William F. Weld is polling 60-plus points behind President Trump. The former governor is getting little love from state Republican committees, Massachusetts included. New Hampshire’s GOP party chairman wouldn’t even look at him, he said.
But the long shot primary challenger to Trump said there’s one place he’s finding willing listeners: diners, Pumpkin festivals, and classic car shows, too.
"I encounter very little Trump push-back there,” Weld told The Boston Globe editorial board Tuesday. “And when I do, it’s polite. But I remember shaking 240 hands [at one diner] — admittedly close to Dartmouth, so that’s a college town — but unanimity against Trump.”
Such are the interactions driving Weld, who’s pitching himself as the Republican alternative to the impeached incumbent.
At the editorial board meeting, he criticized Trump as frightfully ignorant on national security issues, and framed Trump’s socializing with Russian president Vladimir Putin as “really, really stupid.” Weld said he would keep the Affordable Care Act, supports fees on carbon emissions, and would recommit the United States to the Iran nuclear deal, calling former secretary of state John Kerry’s work to broker it "masterful.”
He’s said he’d back former vice president Joe Biden in the general election against Trump — should he not upset Trump himself, of course — and that he would populate his cabinet with Democrats and Republicans. “I might even throw in a Libertarian to give everybody a tickle,” said Weld, who was the Libertarian vice presidential candidate just four years ago.
As Weld describes it, though, it’s his own party — the GOP — he’s fighting the most. Describing it as a paradox, he’s actually seeing more resistance from Republican primary voters since Trump was impeached by the House. He praised the argument that Democratic Representative Adam Schiff delivered in Trump’s impeachment trial, saying the strength of the delivery, and content, was clear to “anyone with ears to hear.”
“Of course,” the former federal prosecutor said, "there are many people in the country who don’t have ears to hear right now.”
Or eyes to see, as Weld tells it. The twice-elected Massachusetts governor said he once tried introducing himself to New Hampshire’s Republican Party chairman, Stephen Stepanek, at a Seacoast Republican Women’s luncheon last spring, but with little luck.
“I went over — he was at a different table — and I said, ‘chairman, Bill Weld. So nice to meet you.’ He wouldn’t look at me. So that’s not a good start.” Weld said.

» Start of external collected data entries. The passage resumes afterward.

//! Compile a directory of view modules into one artifact and render views by
//! name through a long-lived worker.

pub mod application;
pub mod config;
pub mod domain;
pub mod infra;

pub use application::{
    engine::{Collaborators, EngineStatus, ViewEngine},
    error::EngineError,
    host::{RenderCallback, ViewHost, configure},
};
pub use domain::options::EngineOptions;
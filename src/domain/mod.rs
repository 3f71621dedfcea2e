//! Pure value types shared by the engine: options, worker messages and manifests.

pub mod manifest;
pub mod options;
pub mod view;

pub use manifest::{Manifest, merge};
pub use options::EngineOptions;
pub use view::{RequestId, ViewRequest, ViewResponse};
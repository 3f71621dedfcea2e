use serde::{Deserialize, Serialize};

/// Correlation identifier pairing a [`ViewRequest`] with its [`ViewResponse`].
pub type RequestId = u32;

/// Message sent to the worker on its `getView` channel.
#[derive(Debug, Clone, PartialEq, Serialize, Deserialize)]
#[serde(rename_all = "camelCase")]
pub struct ViewRequest {
    pub id: RequestId,
    pub view_name: String,
    /// Render context handed to the view's decoder. `null` when the caller
    /// supplied none.
    #[serde(default)]
    pub context: serde_json::Value,
}

impl ViewRequest {
    pub fn new(id: RequestId, view_name: impl Into<String>, context: serde_json::Value) -> Self {
        Self {
            id,
            view_name: view_name.into(),
            context,
        }
    }
}

/// Message received from the worker on its `receiveHtml` channel.
#[derive(Debug, Clone, PartialEq, Eq, Serialize, Deserialize)]
pub struct ViewResponse {
    pub id: RequestId,
    #[serde(default, skip_serializing_if = "Option::is_none")]
    pub html: Option<String>,
    #[serde(default, skip_serializing_if = "Option::is_none")]
    pub error: Option<String>,
}

impl ViewResponse {
    pub fn html(id: RequestId, html: impl Into<String>) -> Self {
        Self {
            id,
            html: Some(html.into()),
            error: None,
        }
    }

    pub fn error(id: RequestId, error: impl Into<String>) -> Self {
        Self {
            id,
            html: None,
            error: Some(error.into()),
        }
    }

    /// Splits the response into its outcome. An error field takes precedence
    /// over html; `None` means the worker populated neither.
    pub fn into_outcome(self) -> Option<Result<String, String>> {
        match (self.error, self.html) {
            (Some(error), _) => Some(Err(error)),
            (None, Some(html)) => Some(Ok(html)),
            (None, None) => None,
        }
    }
}
use std::{io, path::PathBuf, sync::Arc};

use thiserror::Error;

use crate::{
    application::collaborators::{CompilerError, TemplateError, WorkerLoadError},
    infra::error::InfraError,
};

/// Prefix the worker uses when asked for a view it does not know.
pub const VIEW_NOT_FOUND_PREFIX: &str = "View was not found:";
/// Prefix the worker uses when a view's context decoder rejects the context.
pub const INVALID_CONTEXT_PREFIX: &str = "Invalid context for this view:";

/// Errors surfaced by the view engine.
///
/// Build and load errors put the engine into a faulty state; per-request
/// errors (`EmptyViewName`, `ViewNotFound`, `InvalidRenderContext`, `Render`)
/// leave it untouched.
#[derive(Debug, Clone, Error)]
pub enum EngineError {
    #[error("there is already a compilation in progress")]
    AlreadyCompiling,
    #[error("views do not compile; see the compiler diagnostics for details")]
    ViewsDoNotCompile {
        #[source]
        source: Arc<CompilerError>,
    },
    #[error("impossible to extract module name from {}", path.display())]
    ModuleNameExtraction { path: PathBuf },
    #[error("compilation was interrupted before it finished")]
    CompilationInterrupted,
    #[error("views need to be compiled before rendering them")]
    CompilationRequired,
    #[error("there is a problem with compiled views; you should try recompiling")]
    InvalidCompiledModule {
        #[source]
        source: Arc<WorkerLoadError>,
    },
    #[error("if you pass no name, you get no view")]
    EmptyViewName,
    #[error("{0}")]
    ViewNotFound(String),
    #[error("{0}")]
    InvalidRenderContext(String),
    #[error("worker failed to render the view: {0}")]
    Render(String),
    #[error("worker response {id} carried neither html nor error")]
    MalformedResponse { id: u32 },
    #[error("worker terminated before answering the request")]
    WorkerTerminated,
    #[error("manifest not found at {}", path.display())]
    ManifestNotFound {
        path: PathBuf,
        #[source]
        source: Arc<io::Error>,
    },
    #[error("manifest at {} is invalid", path.display())]
    ManifestInvalid {
        path: PathBuf,
        #[source]
        source: Arc<serde_json::Error>,
    },
    #[error("failed to render the entry module")]
    Template {
        #[source]
        source: Arc<TemplateError>,
    },
    #[error("{op} failed for {}: {source}", path.display())]
    Io {
        op: &'static str,
        path: PathBuf,
        #[source]
        source: Arc<io::Error>,
    },
}

impl EngineError {
    pub fn io(op: &'static str, path: impl Into<PathBuf>, source: io::Error) -> Self {
        Self::Io {
            op,
            path: path.into(),
            source: Arc::new(source),
        }
    }

    pub fn views_do_not_compile(source: CompilerError) -> Self {
        Self::ViewsDoNotCompile {
            source: Arc::new(source),
        }
    }

    pub fn invalid_compiled_module(source: WorkerLoadError) -> Self {
        Self::InvalidCompiledModule {
            source: Arc::new(source),
        }
    }

    /// Classify an error string produced by the worker. The message is kept
    /// as the worker wrote it.
    pub fn from_worker_message(message: String) -> Self {
        if message.starts_with(VIEW_NOT_FOUND_PREFIX) {
            Self::ViewNotFound(message)
        } else if message.starts_with(INVALID_CONTEXT_PREFIX) {
            Self::InvalidRenderContext(message)
        } else {
            Self::Render(message)
        }
    }

    /// Whether this error leaves the engine in a faulty state.
    pub fn is_fatal(&self) -> bool {
        !matches!(
            self,
            EngineError::AlreadyCompiling
                | EngineError::CompilationRequired
                | EngineError::EmptyViewName
                | EngineError::ViewNotFound(_)
                | EngineError::InvalidRenderContext(_)
                | EngineError::Render(_)
                | EngineError::MalformedResponse { .. }
                | EngineError::WorkerTerminated
        )
    }

    /// Stable label used for log fields and metric labels.
    pub fn code(&self) -> &'static str {
        match self {
            EngineError::AlreadyCompiling => "already_compiling",
            EngineError::ViewsDoNotCompile { .. } => "views_do_not_compile",
            EngineError::ModuleNameExtraction { .. } => "module_name_extraction",
            EngineError::CompilationInterrupted => "compilation_interrupted",
            EngineError::CompilationRequired => "compilation_required",
            EngineError::InvalidCompiledModule { .. } => "invalid_compiled_module",
            EngineError::EmptyViewName => "empty_view_name",
            EngineError::ViewNotFound(_) => "view_not_found",
            EngineError::InvalidRenderContext(_) => "invalid_render_context",
            EngineError::Render(_) => "render",
            EngineError::MalformedResponse { .. } => "malformed_response",
            EngineError::WorkerTerminated => "worker_terminated",
            EngineError::ManifestNotFound { .. } => "manifest_not_found",
            EngineError::ManifestInvalid { .. } => "manifest_invalid",
            EngineError::Template { .. } => "template",
            EngineError::Io { .. } => "io",
        }
    }
}

/// Top-level error of the `vista` binary.
#[derive(Debug, Error)]
pub enum AppError {
    #[error(transparent)]
    Engine(#[from] EngineError),
    #[error(transparent)]
    Infra(#[from] InfraError),
    #[error("invalid input: {0}")]
    Validation(String),
    #[error("unexpected error: {0}")]
    Unexpected(String),
}

impl AppError {
    pub fn validation(message: impl Into<String>) -> Self {
        Self::Validation(message.into())
    }

    pub fn unexpected(message: impl Into<String>) -> Self {
        Self::Unexpected(message.into())
    }
}

/// Flatten an error and its source chain into one line per cause.
pub fn error_chain(error: &dyn std::error::Error) -> Vec<String> {
    let mut messages = vec![error.to_string()];
    let mut current = error.source();
    while let Some(inner) = current {
        messages.push(inner.to_string());
        current = inner.source();
    }
    messages
}
//! Registering the engine with a host that renders templates by file path.

use std::{path::Path, sync::Arc};

use serde_json::Value;
use tracing::info;

use crate::application::{engine::ViewEngine, error::EngineError};

const TARGET: &str = "application::host";

/// A host that resolves templates from a directory and delegates rendering
/// of one file extension to a callback.
pub trait ViewHost {
    fn set_views_dir(&mut self, dir: &Path);
    fn set_view_engine(&mut self, extension: &str, callback: RenderCallback);
}

/// Rendering entry point handed to a [`ViewHost`].
///
/// The host passes the template's file path; its stem is the view name.
#[derive(Clone)]
pub struct RenderCallback {
    engine: Arc<ViewEngine>,
}

impl RenderCallback {
    pub fn new(engine: Arc<ViewEngine>) -> Self {
        Self { engine }
    }

    pub async fn render(&self, file_path: &Path, context: Value) -> Result<String, EngineError> {
        let name = file_path
            .file_stem()
            .and_then(|stem| stem.to_str())
            .unwrap_or_default();
        self.engine.get_view(name, context).await
    }
}

/// Register `engine` with `host` (when given) and make sure an artifact is
/// available: compile when needed, otherwise reuse the existing one.
pub async fn configure(
    engine: Arc<ViewEngine>,
    host: Option<&mut (dyn ViewHost + Send)>,
) -> Result<Arc<ViewEngine>, EngineError> {
    if let Some(host) = host {
        host.set_views_dir(engine.options().views_dir());
        host.set_view_engine(
            engine.options().source_extension(),
            RenderCallback::new(Arc::clone(&engine)),
        );
    }

    if engine.needs_compilation().await {
        engine.compile().await?;
    } else {
        info!(
            target = TARGET,
            op = "host::configure",
            result = "reused",
            artifact = %engine.options().artifact_path().display(),
            "Reusing compiled views"
        );
    }
    Ok(engine)
}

Stepanek denied he brushed Weld off. (“I didn’t snub him in any way. I didn’t refuse to shake his hand,” he told the Globe Tuesday.) Stepanek emphasized that he’ll remain neutral in the race until after the Feb. 11 primary, but argued with just weeks until the vote, “all I see is just phenomenal support for the president.”

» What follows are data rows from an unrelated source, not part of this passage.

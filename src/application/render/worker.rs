use std::{
    path::Path,
    sync::{
        Arc,
        atomic::{AtomicBool, AtomicU64, Ordering},
    },
    time::Instant,
};

use metrics::counter;
use tokio::sync::Mutex;
use tracing::{debug, info, warn};

use crate::application::{
    collaborators::{WorkerPorts, WorkerRuntime},
    error::EngineError,
};

use super::multiplexer::RequestMultiplexer;

const TARGET: &str = "application::render::worker";

/// One loaded worker and the multiplexer talking to it.
///
/// Callers hold an `Arc` for the duration of a render, so a replaced session
/// keeps serving its in-flight requests until they settle.
pub struct WorkerSession {
    generation: u64,
    multiplexer: RequestMultiplexer,
}

impl WorkerSession {
    async fn start(
        runtime: &dyn WorkerRuntime,
        artifact: &Path,
        generation: u64,
    ) -> Result<Arc<Self>, EngineError> {
        let WorkerPorts {
            get_view,
            mut receive_html,
        } = runtime
            .start(artifact)
            .await
            .map_err(EngineError::invalid_compiled_module)?;

        let multiplexer = RequestMultiplexer::new(get_view);
        let mailbox = multiplexer.mailbox();
        tokio::spawn(async move {
            while let Some(response) = receive_html.recv().await {
                mailbox.dispatch(response);
            }
            let rejected = mailbox.close(&EngineError::WorkerTerminated);
            debug!(
                target = TARGET,
                op = "worker::dispatcher",
                generation,
                rejected,
                "Worker response channel closed"
            );
        });

        Ok(Arc::new(Self {
            generation,
            multiplexer,
        }))
    }

    pub async fn render(
        &self,
        view_name: &str,
        context: serde_json::Value,
    ) -> Result<String, EngineError> {
        self.multiplexer.submit(view_name, context).await
    }

    pub fn generation(&self) -> u64 {
        self.generation
    }

    pub fn is_alive(&self) -> bool {
        self.multiplexer.is_open()
    }

    fn terminate(&self) -> usize {
        self.multiplexer
            .mailbox()
            .cancel_all(&EngineError::WorkerTerminated)
    }
}

/// Lazily loaded, reloadable worker.
///
/// The stale flag is shared with the artifact watcher; the next `acquire`
/// after it is raised starts a fresh session. Loads are serialized so
/// concurrent renders never start two workers for the same change.
pub struct WorkerHandle {
    runtime: Arc<dyn WorkerRuntime>,
    current: Mutex<Option<Arc<WorkerSession>>>,
    stale: Arc<AtomicBool>,
    generations: AtomicU64,
}

impl WorkerHandle {
    pub fn new(runtime: Arc<dyn WorkerRuntime>) -> Self {
        Self {
            runtime,
            current: Mutex::new(None),
            stale: Arc::new(AtomicBool::new(false)),
            generations: AtomicU64::new(0),
        }
    }

    pub fn stale_flag(&self) -> Arc<AtomicBool> {
        Arc::clone(&self.stale)
    }

    pub fn mark_stale(&self) {
        self.stale.store(true, Ordering::Release);
    }

    pub fn is_stale(&self) -> bool {
        self.stale.load(Ordering::Acquire)
    }

    #[cfg(test)]
    async fn is_loaded(&self) -> bool {
        self.current.lock().await.is_some()
    }

    /// Current session, loading `artifact` first when none is loaded, the
    /// loaded one is stale, or its worker has exited. A failed reload drops
    /// the previous session.
    pub async fn acquire(&self, artifact: &Path) -> Result<Arc<WorkerSession>, EngineError> {
        let mut current = self.current.lock().await;
        let stale = self.stale.swap(false, Ordering::AcqRel);
        if !stale
            && let Some(session) = current.as_ref()
            && session.is_alive()
        {
            return Ok(Arc::clone(session));
        }

        let previous = current.take();
        let generation = self.generations.fetch_add(1, Ordering::Relaxed) + 1;
        let started = Instant::now();

        match WorkerSession::start(self.runtime.as_ref(), artifact, generation).await {
            Ok(session) => {
                let reloaded = previous.is_some();
                if reloaded {
                    counter!("vista_worker_reload_total").increment(1);
                }
                info!(
                    target = TARGET,
                    op = "worker::acquire",
                    result = if reloaded { "reloaded" } else { "loaded" },
                    generation,
                    artifact = %artifact.display(),
                    elapsed_ms = started.elapsed().as_millis() as u64,
                    "Worker ready"
                );
                *current = Some(Arc::clone(&session));
                Ok(session)
            }
            Err(err) => {
                warn!(
                    target = TARGET,
                    op = "worker::acquire",
                    result = "error",
                    generation,
                    artifact = %artifact.display(),
                    error = %err,
                    "Failed to load compiled views"
                );
                Err(err)
            }
        }
    }

    /// Drop the loaded session and reject everything still waiting on it.
    pub async fn shutdown(&self) -> usize {
        let Some(session) = self.current.lock().await.take() else {
            return 0;
        };
        let rejected = session.terminate();
        info!(
            target = TARGET,
            op = "worker::shutdown",
            generation = session.generation(),
            rejected,
            "Worker shut down"
        );
        rejected
    }
}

A WBUR poll released in December found the same: 74 percent of likely New Hampshire GOP primary voters said they’re leaning toward casting their ballot for Trump, compared to just 9 percent supporting Weld.
“It’s a long shot,” Weld said Tuesday, noting that in his first quest for governor he also started “sub-asterisk."
“Once I get the bit in my teeth, I kind of don’t listen to people who don’t agree with the course that I’m going,” Well said, quickly adding: "When the bit is in my teeth. And it is now.”